# Northern Islands - AOPS and the Fire Scout Programme



## Kirkhill (19 Jun 2011)

At the risk of opening old wounds:

I came across this article about the US Navy swapping out their Schweizer based MQ-8B for the Bell 407 ARH (cf  this  discussion for the ARH info) in the Fire Scout VTUAS programme.  Essentially they are going to move Loachman permanently into a Sea Can.

I found this particularly interesting in light of discussions about the  Littoral Combat Ship  and the  Arctic Offshore Patrol Ship , related projects in my mind because ultimately they are hospitable platforms from which governments intend to conduct sovereign activities in littoral waters.  The AOPS is optimized for ice-laden waters rather than tropical waters but both expect to operate under “friendly” skies.  Consequently I find the LCS to be an interesting analog with which to compare the AOPS.

The LCS is often criticised because of its lack of weaponry, as is the AOPS.  The LCS only has a 57mm Bofors, 4 12.7mm machine guns, and an 11 cell SAM system with an option for three more weapons systems to include 2 30mm cannons and a SSM system.  The AOPS only has a 25mm cannon and a pair of 12.7s.  Recently the criticisms of the LCS became louder when the planned SSM system (the NLOS-M) was replaced with the Griffin  missile, a smaller shorter range system.

BUT......

These criticisms often overlook the fact that the LCS is intended to operate 3 Fire Scout MQ-8Bs  as well as up to 2 MH-60R/S  helicopters.  In addition the LCS will also operate the Fleet Class USV.  One thing the Griffin can do that the NLOS-M couldn’t do (in addition to hitting its targets), is be deployed from all three of these platforms meaning that the LCS can effectively engage targets at 110 nm (the comms range of the Fire Scout) and over 200 nm (the radius of the MH-60).  In addition both the Fire Scouts and the MH-60s lift surface scan radars and EO/IR systems into the air and keep them there greatly increasing the surveillance area.  When launched from an aerial platform the “Short Range” Griffin can achieve a range of 15 nm.

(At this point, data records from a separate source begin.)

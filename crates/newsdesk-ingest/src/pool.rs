//! Article pool storage and read queries.

use std::io::ErrorKind;
use std::path::{Path, PathBuf};

use async_trait::async_trait;
use newsdesk_core::{ArticleRecord, ArticleStore, CategoryLabel, StoreError};
use tokio::sync::{Mutex, RwLock};

use crate::categorizer::categorize;

/// Default page size for [`list_articles`].
pub const DEFAULT_LIST_LIMIT: usize = 200;

/// The pool as a pretty-printed JSON array on disk.
///
/// Saves go through a sibling temp file and a rename, so readers see either
/// the old pool or the new one.
#[derive(Debug)]
pub struct JsonFileArticleStore {
    path: PathBuf,
    write_lock: Mutex<()>,
}

impl JsonFileArticleStore {
    #[must_use]
    pub fn new(path: impl Into<PathBuf>) -> Self {
        Self {
            path: path.into(),
            write_lock: Mutex::new(()),
        }
    }

    #[must_use]
    pub fn path(&self) -> &Path {
        &self.path
    }

    fn io_error(path: &Path, source: std::io::Error) -> StoreError {
        StoreError::Io {
            path: path.display().to_string(),
            source,
        }
    }
}

#[async_trait]
impl ArticleStore for JsonFileArticleStore {
    async fn load_categorized_articles(&self) -> Result<Vec<ArticleRecord>, StoreError> {
        let raw = match tokio::fs::read_to_string(&self.path).await {
            Ok(raw) => raw,
            Err(e) if e.kind() == ErrorKind::NotFound => return Ok(Vec::new()),
            Err(e) => return Err(Self::io_error(&self.path, e)),
        };

        if raw.trim().is_empty() {
            return Ok(Vec::new());
        }

        serde_json::from_str(&raw).map_err(|e| {
            StoreError::Codec(format!("{}: {e}", self.path.display()))
        })
    }

    async fn save_categorized_articles(&self, articles: &[ArticleRecord]) -> Result<(), StoreError> {
        let body = serde_json::to_string_pretty(articles)
            .map_err(|e| StoreError::Codec(e.to_string()))?;

        let _guard = self.write_lock.lock().await;

        if let Some(parent) = self.path.parent().filter(|p| !p.as_os_str().is_empty()) {
            tokio::fs::create_dir_all(parent)
                .await
                .map_err(|e| Self::io_error(parent, e))?;
        }

        let mut tmp = self.path.clone().into_os_string();
        tmp.push(".tmp");
        let tmp = PathBuf::from(tmp);

        tokio::fs::write(&tmp, body)
            .await
            .map_err(|e| Self::io_error(&tmp, e))?;
        tokio::fs::rename(&tmp, &self.path)
            .await
            .map_err(|e| Self::io_error(&self.path, e))?;

        tracing::debug!(path = %self.path.display(), count = articles.len(), "pool written");
        Ok(())
    }
}

/// In-process pool, used by tests and by the server when no pool path is wanted.
#[derive(Debug, Default)]
pub struct MemoryArticleStore {
    articles: RwLock<Vec<ArticleRecord>>,
}

impl MemoryArticleStore {
    #[must_use]
    pub fn with_articles(articles: Vec<ArticleRecord>) -> Self {
        Self {
            articles: RwLock::new(articles),
        }
    }
}

#[async_trait]
impl ArticleStore for MemoryArticleStore {
    async fn load_categorized_articles(&self) -> Result<Vec<ArticleRecord>, StoreError> {
        Ok(self.articles.read().await.clone())
    }

    async fn save_categorized_articles(&self, articles: &[ArticleRecord]) -> Result<(), StoreError> {
        *self.articles.write().await = articles.to_vec();
        Ok(())
    }
}

/// The first `limit` articles of the pool, in pool order.
///
/// # Errors
///
/// Returns [`StoreError`] if the pool cannot be read.
pub async fn list_articles(
    store: &dyn ArticleStore,
    limit: usize,
) -> Result<Vec<ArticleRecord>, StoreError> {
    let mut articles = store.load_categorized_articles().await?;
    articles.truncate(limit);
    Ok(articles)
}

/// Pool articles labelled `category`, in pool order.
///
/// Records saved without a label are categorized on the fly.
///
/// # Errors
///
/// Returns [`StoreError`] if the pool cannot be read.
pub async fn articles_by_category(
    store: &dyn ArticleStore,
    category: CategoryLabel,
) -> Result<Vec<ArticleRecord>, StoreError> {
    let articles = store.load_categorized_articles().await?;
    Ok(articles
        .into_iter()
        .filter(|a| a.category.unwrap_or_else(|| categorize(a)) == category)
        .collect())
}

Some of the problems with the Fire Scout though, was that it only had a payload of 600 lbs (and thus one of the reasons for a small missile like the Griffin) and an endurance of 8 hours and it was limited by line of sight comms to 110 nm.  The USN figures to solve those problems by upgrading to the 407 which will result in the ability to lift 3200 lbs (530% payload increase), conduct ISR patrols for 16 hours (200% endurance increase), and communicate over the horizon with the ability to hand off control to a third party (infinite comms increase).

Which brings me around to the AOPS, and the need to conduct operations in the North ..... and FWSAR......

What if the AOPS spec were modified to do the following:
Strengthen the landing deck to handle the CH-147F (house-keeping issue because it wasn’t in the arsenal at the time the original SOR was written)
Adjust the hangar accommodations to handle 2 Autonomous 407s equipped with Clearwater radar and EO/IR as well as the Coast Guard 412 anticipated?

The intent, obviously is to increase surveillance and, secondarily, assuming a willingness to arm the 407s, the ability to act against “constabulary” level threats like smugglers, poachers and terrorists.

Currently the AOPS is also to be able to support the CH-148 and land and refuel the CH-149.

Suppose the CH-148s, like the CH-149s and possibly the CH-147s were, for domestic operations, considered a shore based asset, centrally located at some place like Resolute.  When actually called out for operations they could deploy forward to the AOPS at their extreme range, refuel at the AOPS, and in an emergency, lock down on AOPS flight deck.   Otherwise they would recover to their Forward Operating Location ashore.  It seems to me that this would improve the maintainability of the aircraft, the flexibility of response and creature comforts for the Air Force types flying those missions.

Meanwhile, with a 16 hr range and over the horizon comms then the 407s could cruise from Lancaster Sound to Melville Sound, launching from Resolute or the AOPS and recovering to the launch site or any sister site/vessel (including Coast Guard vessels like the Diefenbaker - which should also be equipped with a CH-147 capable flight deck).

A pair or four of Resolute based FWSAR aircraft equipped as suggested elsewhere, would add to both the ability to keep the North under surveillance and respond effectively to a variety of incidents. 

Meanwhile the CP-140 LRPAs could focus their limited and valuable time on Blue Water and ASW operations.  They, like the F-35s, or a CH-147 borne Arctic Response Platoon(s), could be vectored in when the situation required.

The point here, ultimately, is how best can we "nest" our various systems so that they all can act as part of an integrated whole.


----------